Like his late brother, who wanted to follow in the footsteps of Gordon Brown last year, Kaczynski seems quite keen on raising state expenditures too.

And not only Poland’s state expenditures: during the second television debate on Wednesday night, he called for larger payments to Polish farmers from the European Union’s Common Agricultural Policy, a position which probably doesn’t sound very “Eurosceptic” to British ears.

It will be even more difficult, however, for British voters to understand why Kaczynski’s relationship with the British Conservative party has also been an issue in this election.

For reasons best known to himself, David Cameron decided to receive Kaczynski in London last week, during the last week of the Polish campaign. For Kaczynski, this was a major coup: it allowed him to claim “support” from the Tory party for his campaign, and helped underline his “new” friendly attitude to foreigners.
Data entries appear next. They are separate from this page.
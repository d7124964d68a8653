//! Surfstream frame client.
//!
//! ```text
//! surfstream-client ping                       Check the server is reachable
//! surfstream-client fetch --count 10 --out f   Fetch frames, save them raw
//! surfstream-client watch --interval 200       Poll frames until Ctrl-C
//! surfstream-client --gen-config               Write default config to stdout
//! ```

use std::net::SocketAddr;
use std::path::PathBuf;
use std::sync::Arc;
use std::sync::atomic::{AtomicBool, Ordering};
use std::time::Duration;

use clap::{Parser, Subcommand};
use tracing::info;
use tracing_subscriber::EnvFilter;

use surfstream_client::commands;
use surfstream_client::config::ViewerConfig;
use surfstream_core::client::FrameClient;

// ── CLI ──────────────────────────────────────────────────────────

#[derive(Parser, Debug)]
#[command(name = "surfstream-client", about = "Touch-surface frame client")]
struct Cli {
    /// Path to configuration TOML file.
    #[arg(short, long, default_value = "surfstream-client.toml")]
    config: PathBuf,

    /// Print the default configuration to stdout and exit.
    #[arg(long)]
    gen_config: bool,

    /// Server address (overrides the config file).
    #[arg(short, long)]
    server: Option<SocketAddr>,

    #[command(subcommand)]
    command: Option<Command>,
}

#[derive(Subcommand, Debug)]
enum Command {
    /// Connect, ping and disconnect.
    Ping,
    /// Fetch frames back to back.
    Fetch {
        /// Number of frames to fetch.
        #[arg(short = 'n', long, default_value_t = 1)]
        count: u32,
        /// Write decoded frames to this file, concatenated raw.
        #[arg(short, long)]
        out: Option<PathBuf>,
    },
    /// Poll frames periodically until interrupted.
    Watch {
        /// Delay between requests in milliseconds (overrides the config file).
        #[arg(short, long)]
        interval: Option<u64>,
        /// Stop after this many frames.
        #[arg(long)]
        limit: Option<u64>,
    },
}

// ── Main ─────────────────────────────────────────────────────────

#[tokio::main]
async fn main() -> Result<(), Box<dyn std::error::Error>> {
    let cli = Cli::parse();

    if cli.gen_config {
        let text = toml::to_string_pretty(&ViewerConfig::default())?;
        println!("{text}");
        return Ok(());
    }

    let mut config = ViewerConfig::load(&cli.config);
    if let Some(addr) = cli.server {
        config.network.server_address = addr;
    }

    let filter = EnvFilter::try_from_default_env()
        .unwrap_or_else(|_| EnvFilter::new(&config.logging.level));
    tracing_subscriber::fmt().with_env_filter(filter).init();

    let addr = config.network.server_address;
    let client_config = config.to_client_config();
    let codec = config.codec();

    match cli.command.unwrap_or(Command::Ping) {
        Command::Ping => {
            let took = commands::ping(addr, client_config).await?;
            println!("{addr}: ok in {took:?}");
        }
        Command::Fetch { count, out } => {
            let mut client = FrameClient::connect(addr, client_config).await?;
            let totals = commands::fetch(&mut client, &codec, count, out.as_deref()).await?;
            client.close().await?;
            println!(
                "{} frames, {} bytes compressed ({:.3} of raw) in {:?}",
                totals.frames,
                totals.compressed_bytes,
                totals.ratio(),
                totals.elapsed
            );
        }
        Command::Watch { interval, limit } => {
            let interval = interval
                .map(Duration::from_millis)
                .unwrap_or_else(|| config.watch_interval());
            let running = Arc::new(AtomicBool::new(true));
            {
                let running = Arc::clone(&running);
                tokio::spawn(async move {
                    tokio::signal::ctrl_c().await.ok();
                    info!("Ctrl-C received, stopping");
                    running.store(false, Ordering::SeqCst);
                });
            }

            info!(server = %addr, frame = %codec.dimensions(), ?interval, "watching");
            let mut client = FrameClient::connect(addr, client_config).await?;
            let totals = commands::watch(&mut client, &codec, interval, running, limit).await?;
            client.close().await?;
            println!(
                "{} frames, average ratio {:.3}",
                totals.frames,
                totals.ratio()
            );
        }
    }

    Ok(())
}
I’m not sure what it did for Cameron, since – beyond the fact that he and Kaczynski are members of the same fraction in the European parliament – I don’t see that they have too much in common.

Never mind: perhaps it is best to treat that strange meeting as another odd twist in a campaign which has only grown odder as it has reached its conclusion.

Komorowski has the backing of the still-popular government. But Kaczynski has won much sympathy for his personal tragedy. Neither one of them has really had the heart to attack the other, or even to sing his own praises, as politicians usually do.

Because this is not a normal election, it may well not have a normal outcome, and I am not going to predict who will win.

I will join the rest of country, however, in feeling a deep sense of relief when it is over at last.